*** EXERCISE DATA

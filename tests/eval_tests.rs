//! Оценка рук и выбор победителя.
//!
//! Здесь проверяем:
//! - категории трёхкарточных рук (включая свёртку флеша/стрита);
//! - независимость от порядка карт;
//! - сравнение двух рук и правила ничьей;
//! - старшую карту в LuckyDraw.

use chip_poker_engine::domain::{Card, HandCategory, Rank, Suit};
use chip_poker_engine::eval::{
    describe_hand, determine_winner, evaluate_hand, high_card_winner, showdown_winner, HeadsUp,
    ShowdownHand,
};

use Rank::*;
use Suit::*;

/// Удобный конструктор карты.
fn c(rank: Rank, suit: Suit) -> Card {
    Card { rank, suit }
}

fn hand(s: &str) -> ShowdownHand {
    let cards: Vec<Card> = s
        .split_whitespace()
        .map(|t| t.parse().expect("valid card"))
        .collect();
    cards.try_into().expect("three cards")
}

fn permutations(h: &ShowdownHand) -> Vec<ShowdownHand> {
    let [a, b, x] = *h;
    vec![
        [a, b, x],
        [a, x, b],
        [b, a, x],
        [b, x, a],
        [x, a, b],
        [x, b, a],
    ]
}

#[test]
fn plain_categories() {
    assert_eq!(evaluate_hand(&hand("2h 7d Kc")).category, HandCategory::HighCard);
    assert_eq!(evaluate_hand(&hand("5s 5d 9c")).category, HandCategory::Pair);
    assert_eq!(evaluate_hand(&hand("Qs Qd Qc")).category, HandCategory::ThreeOfAKind);
}

#[test]
fn flush_straight_and_straight_flush_collapse_to_three_of_a_kind() {
    let flush = evaluate_hand(&hand("2h 9h Kh"));
    assert_eq!(flush.category, HandCategory::ThreeOfAKind);
    assert!(flush.is_flush && !flush.is_straight);

    let straight = evaluate_hand(&hand("9s Td Jc"));
    assert_eq!(straight.category, HandCategory::ThreeOfAKind);
    assert!(straight.is_straight && !straight.is_flush);

    let sf = evaluate_hand(&hand("2h 3h 4h"));
    assert_eq!(sf.category, HandCategory::ThreeOfAKind);
    assert!(sf.is_straight_flush());
    assert_eq!(describe_hand(&sf), "Three of a kind (straight flush), high 4");
}

#[test]
fn ace_is_high_only() {
    let a23 = evaluate_hand(&hand("Ad 2s 3c"));
    assert!(!a23.is_straight);
    assert_eq!(a23.category, HandCategory::HighCard);
    assert_eq!(a23.high_card, Ace);

    let qka = evaluate_hand(&hand("Qd Ks Ac"));
    assert!(qka.is_straight);
}

#[test]
fn category_order() {
    assert!(HandCategory::HighCard < HandCategory::Pair);
    assert!(HandCategory::Pair < HandCategory::ThreeOfAKind);
}

#[test]
fn evaluation_does_not_depend_on_card_order() {
    for s in ["2h 3h 4h", "5s 5d 9c", "Kd 2c 7h", "9s Td Jc", "2h 9h Kh", "Qs Qd Qc"] {
        let h = hand(s);
        let expected = evaluate_hand(&h);
        for p in permutations(&h) {
            assert_eq!(evaluate_hand(&p), expected, "рука {s}");
        }
    }
}

/// Сценарий: стрит-флеш против пары.
#[test]
fn straight_flush_beats_pair() {
    let a = [c(Two, Hearts), c(Three, Hearts), c(Four, Hearts)];
    let b = [c(Five, Spades), c(Five, Diamonds), c(Nine, Clubs)];

    assert_eq!(evaluate_hand(&a).category, HandCategory::ThreeOfAKind);
    assert_eq!(evaluate_hand(&b).category, HandCategory::Pair);
    assert_eq!(determine_winner(&a, &b), HeadsUp::First);
    assert_eq!(determine_winner(&b, &a), HeadsUp::Second);
}

#[test]
fn equal_category_decided_by_highest_card() {
    let a = hand("Kh 2d 7c");
    let b = hand("Qh Jd 3c");
    assert_eq!(determine_winner(&a, &b), HeadsUp::First);
    assert_eq!(determine_winner(&b, &a), HeadsUp::Second);
}

#[test]
fn pair_rank_is_not_compared_only_high_card() {
    // Пара девяток против пары троек со старшей девяткой: старшие карты равны.
    let a = hand("9h 9d 2c");
    let b = hand("9s 3h 3d");
    assert_eq!(determine_winner(&a, &b), HeadsUp::Second);
    assert_eq!(determine_winner(&b, &a), HeadsUp::Second);
}

#[test]
fn exact_tie_goes_to_second_hand() {
    let a = hand("2h 5d 9c");
    let b = hand("2s 5c 9h");
    assert_eq!(determine_winner(&a, &b), HeadsUp::Second);
    assert_eq!(determine_winner(&b, &a), HeadsUp::Second);
}

#[test]
fn determine_winner_is_consistent_when_not_tied() {
    let hands = [
        hand("2h 3h 4h"),
        hand("5s 5d 9c"),
        hand("Kd 2c 7h"),
        hand("Ah Kd 3s"),
        hand("Qs Qd Qc"),
        hand("2c 4d 6s"),
    ];

    for a in &hands {
        for b in &hands {
            let ab = determine_winner(a, b);
            let ba = determine_winner(b, a);
            let ea = evaluate_hand(a);
            let eb = evaluate_hand(b);
            let tied = ea.category == eb.category && ea.high_card == eb.high_card;
            if tied {
                assert_eq!((ab, ba), (HeadsUp::Second, HeadsUp::Second));
            } else {
                assert_ne!(ab, ba, "{a:?} vs {b:?}");
            }
        }
    }
}

#[test]
fn showdown_winner_folds_over_seats() {
    let hands = [hand("Kd 2c 7h"), hand("5s 5d 9c"), hand("Ah Kd 3s")];
    assert_eq!(showdown_winner(&hands), Some(1));

    // Полная ничья у всех — выигрывает последнее место.
    let tied = [hand("2h 5d 9c"), hand("2s 5c 9h"), hand("2d 5h 9s")];
    assert_eq!(showdown_winner(&tied), Some(2));

    assert_eq!(showdown_winner(&[]), None);
}

/// Ace бьёт короля независимо от мастей.
#[test]
fn high_card_ace_beats_king_regardless_of_suit() {
    for (ace_suit, king_suit) in [(Clubs, Spades), (Spades, Clubs), (Hearts, Hearts)] {
        let cards = [c(Ace, ace_suit), c(King, king_suit)];
        assert_eq!(high_card_winner(&cards), Some(0));

        let reversed = [c(King, king_suit), c(Ace, ace_suit)];
        assert_eq!(high_card_winner(&reversed), Some(1));
    }
}

#[test]
fn high_card_tie_goes_to_first_in_order() {
    let cards = [c(King, Hearts), c(Ace, Spades), c(Ace, Diamonds)];
    assert_eq!(high_card_winner(&cards), Some(1));

    let all_same = [c(Seven, Clubs), c(Seven, Hearts), c(Seven, Spades)];
    assert_eq!(high_card_winner(&all_same), Some(0));

    assert_eq!(high_card_winner(&[]), None);
}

******

**WORK ITEM**
The full listing is to be restated word for word.

**EXPECTED OUTPUT**
filename tests/eval_tests.rs
//! Оценка рук и выбор победителя.
//!
//! Здесь проверяем:
//! - категории трёхкарточных рук (включая свёртку флеша/стрита);
//! - независимость от порядка карт;
//! - сравнение двух рук и правила ничьей;
//! - старшую карту в LuckyDraw.

use chip_poker_engine::domain::{Card, HandCategory, Rank, Suit};
use chip_poker_engine::eval::{
    describe_hand, determine_winner, evaluate_hand, high_card_winner, showdown_winner, HeadsUp,
    ShowdownHand,
};

use Rank::*;
use Suit::*;

/// Удобный конструктор карты.
fn c(rank: Rank, suit: Suit) -> Card {
    Card { rank, suit }
}

fn hand(s: &str) -> ShowdownHand {
    let cards: Vec<Card> = s
        .split_whitespace()
        .map(|t| t.parse().expect("valid card"))
        .collect();
    cards.try_into().expect("three cards")
}

fn permutations(h: &ShowdownHand) -> Vec<ShowdownHand> {
    let [a, b, x] = *h;
    vec![
        [a, b, x],
        [a, x, b],
        [b, a, x],
        [b, x, a],
        [x, a, b],
        [x, b, a],
    ]
}

#[test]
fn plain_categories() {
    assert_eq!(evaluate_hand(&hand("2h 7d Kc")).category, HandCategory::HighCard);
    assert_eq!(evaluate_hand(&hand("5s 5d 9c")).category, HandCategory::Pair);
    assert_eq!(evaluate_hand(&hand("Qs Qd Qc")).category, HandCategory::ThreeOfAKind);
}

#[test]
fn flush_straight_and_straight_flush_collapse_to_three_of_a_kind() {
    let flush = evaluate_hand(&hand("2h 9h Kh"));
    assert_eq!(flush.category, HandCategory::ThreeOfAKind);
    assert!(flush.is_flush && !flush.is_straight);

    let straight = evaluate_hand(&hand("9s Td Jc"));
    assert_eq!(straight.category, HandCategory::ThreeOfAKind);
    assert!(straight.is_straight && !straight.is_flush);

    let sf = evaluate_hand(&hand("2h 3h 4h"));
    assert_eq!(sf.category, HandCategory::ThreeOfAKind);
    assert!(sf.is_straight_flush());
    assert_eq!(describe_hand(&sf), "Three of a kind (straight flush), high 4");
}

#[test]
fn ace_is_high_only() {
    let a23 = evaluate_hand(&hand("Ad 2s 3c"));
    assert!(!a23.is_straight);
    assert_eq!(a23.category, HandCategory::HighCard);
    assert_eq!(a23.high_card, Ace);

    let qka = evaluate_hand(&hand("Qd Ks Ac"));
    assert!(qka.is_straight);
}

#[test]
fn category_order() {
    assert!(HandCategory::HighCard < HandCategory::Pair);
    assert!(HandCategory::Pair < HandCategory::ThreeOfAKind);
}

#[test]
fn evaluation_does_not_depend_on_card_order() {
    for s in ["2h 3h 4h", "5s 5d 9c", "Kd 2c 7h", "9s Td Jc", "2h 9h Kh", "Qs Qd Qc"] {
        let h = hand(s);
        let expected = evaluate_hand(&h);
        for p in permutations(&h) {
            assert_eq!(evaluate_hand(&p), expected, "рука {s}");
        }
    }
}

/// Сценарий: стрит-флеш против пары.
#[test]
fn straight_flush_beats_pair() {
    let a = [c(Two, Hearts), c(Three, Hearts), c(Four, Hearts)];
    let b = [c(Five, Spades), c(Five, Diamonds), c(Nine, Clubs)];

    assert_eq!(evaluate_hand(&a).category, HandCategory::ThreeOfAKind);
    assert_eq!(evaluate_hand(&b).category, HandCategory::Pair);
    assert_eq!(determine_winner(&a, &b), HeadsUp::First);
    assert_eq!(determine_winner(&b, &a), HeadsUp::Second);
}

#[test]
fn equal_category_decided_by_highest_card() {
    let a = hand("Kh 2d 7c");
    let b = hand("Qh Jd 3c");
    assert_eq!(determine_winner(&a, &b), HeadsUp::First);
    assert_eq!(determine_winner(&b, &a), HeadsUp::Second);
}

#[test]
fn pair_rank_is_not_compared_only_high_card() {
    // Пара девяток против пары троек со старшей девяткой: старшие карты равны.
    let a = hand("9h 9d 2c");
    let b = hand("9s 3h 3d");
    assert_eq!(determine_winner(&a, &b), HeadsUp::Second);
    assert_eq!(determine_winner(&b, &a), HeadsUp::Second);
}

#[test]
fn exact_tie_goes_to_second_hand() {
    let a = hand("2h 5d 9c");
    let b = hand("2s 5c 9h");
    assert_eq!(determine_winner(&a, &b), HeadsUp::Second);
    assert_eq!(determine_winner(&b, &a), HeadsUp::Second);
}

#[test]
fn determine_winner_is_consistent_when_not_tied() {
    let hands = [
        hand("2h 3h 4h"),
        hand("5s 5d 9c"),
        hand("Kd 2c 7h"),
        hand("Ah Kd 3s"),
        hand("Qs Qd Qc"),
        hand("2c 4d 6s"),
    ];

    for a in &hands {
        for b in &hands {
            let ab = determine_winner(a, b);
            let ba = determine_winner(b, a);
            let ea = evaluate_hand(a);
            let eb = evaluate_hand(b);
            let tied = ea.category == eb.category && ea.high_card == eb.high_card;
            if tied {
                assert_eq!((ab, ba), (HeadsUp::Second, HeadsUp::Second));
            } else {
                assert_ne!(ab, ba, "{a:?} vs {b:?}");
            }
        }
    }
}

#[test]
fn showdown_winner_folds_over_seats() {
    let hands = [hand("Kd 2c 7h"), hand("5s 5d 9c"), hand("Ah Kd 3s")];
    assert_eq!(showdown_winner(&hands), Some(1));

    // Полная ничья у всех — выигрывает последнее место.
    let tied = [hand("2h 5d 9c"), hand("2s 5c 9h"), hand("2d 5h 9s")];
    assert_eq!(showdown_winner(&tied), Some(2));

    assert_eq!(showdown_winner(&[]), None);
}

/// Ace бьёт короля независимо от мастей.
#[test]
fn high_card_ace_beats_king_regardless_of_suit() {
    for (ace_suit, king_suit) in [(Clubs, Spades), (Spades, Clubs), (Hearts, Hearts)] {
        let cards = [c(Ace, ace_suit), c(King, king_suit)];
        assert_eq!(high_card_winner(&cards), Some(0));

        let reversed = [c(King, king_suit), c(Ace, ace_suit)];
        assert_eq!(high_card_winner(&reversed), Some(1));
    }
}

#[test]
fn high_card_tie_goes_to_first_in_order() {
    let cards = [c(King, Hearts), c(Ace, Spades), c(Ace, Diamonds)];
    assert_eq!(high_card_winner(&cards), Some(1));

    let all_same = [c(Seven, Clubs), c(Seven, Hearts), c(Seven, Spades)];
    assert_eq!(high_card_winner(&all_same), Some(0));

    assert_eq!(high_card_winner(&[]), None);
}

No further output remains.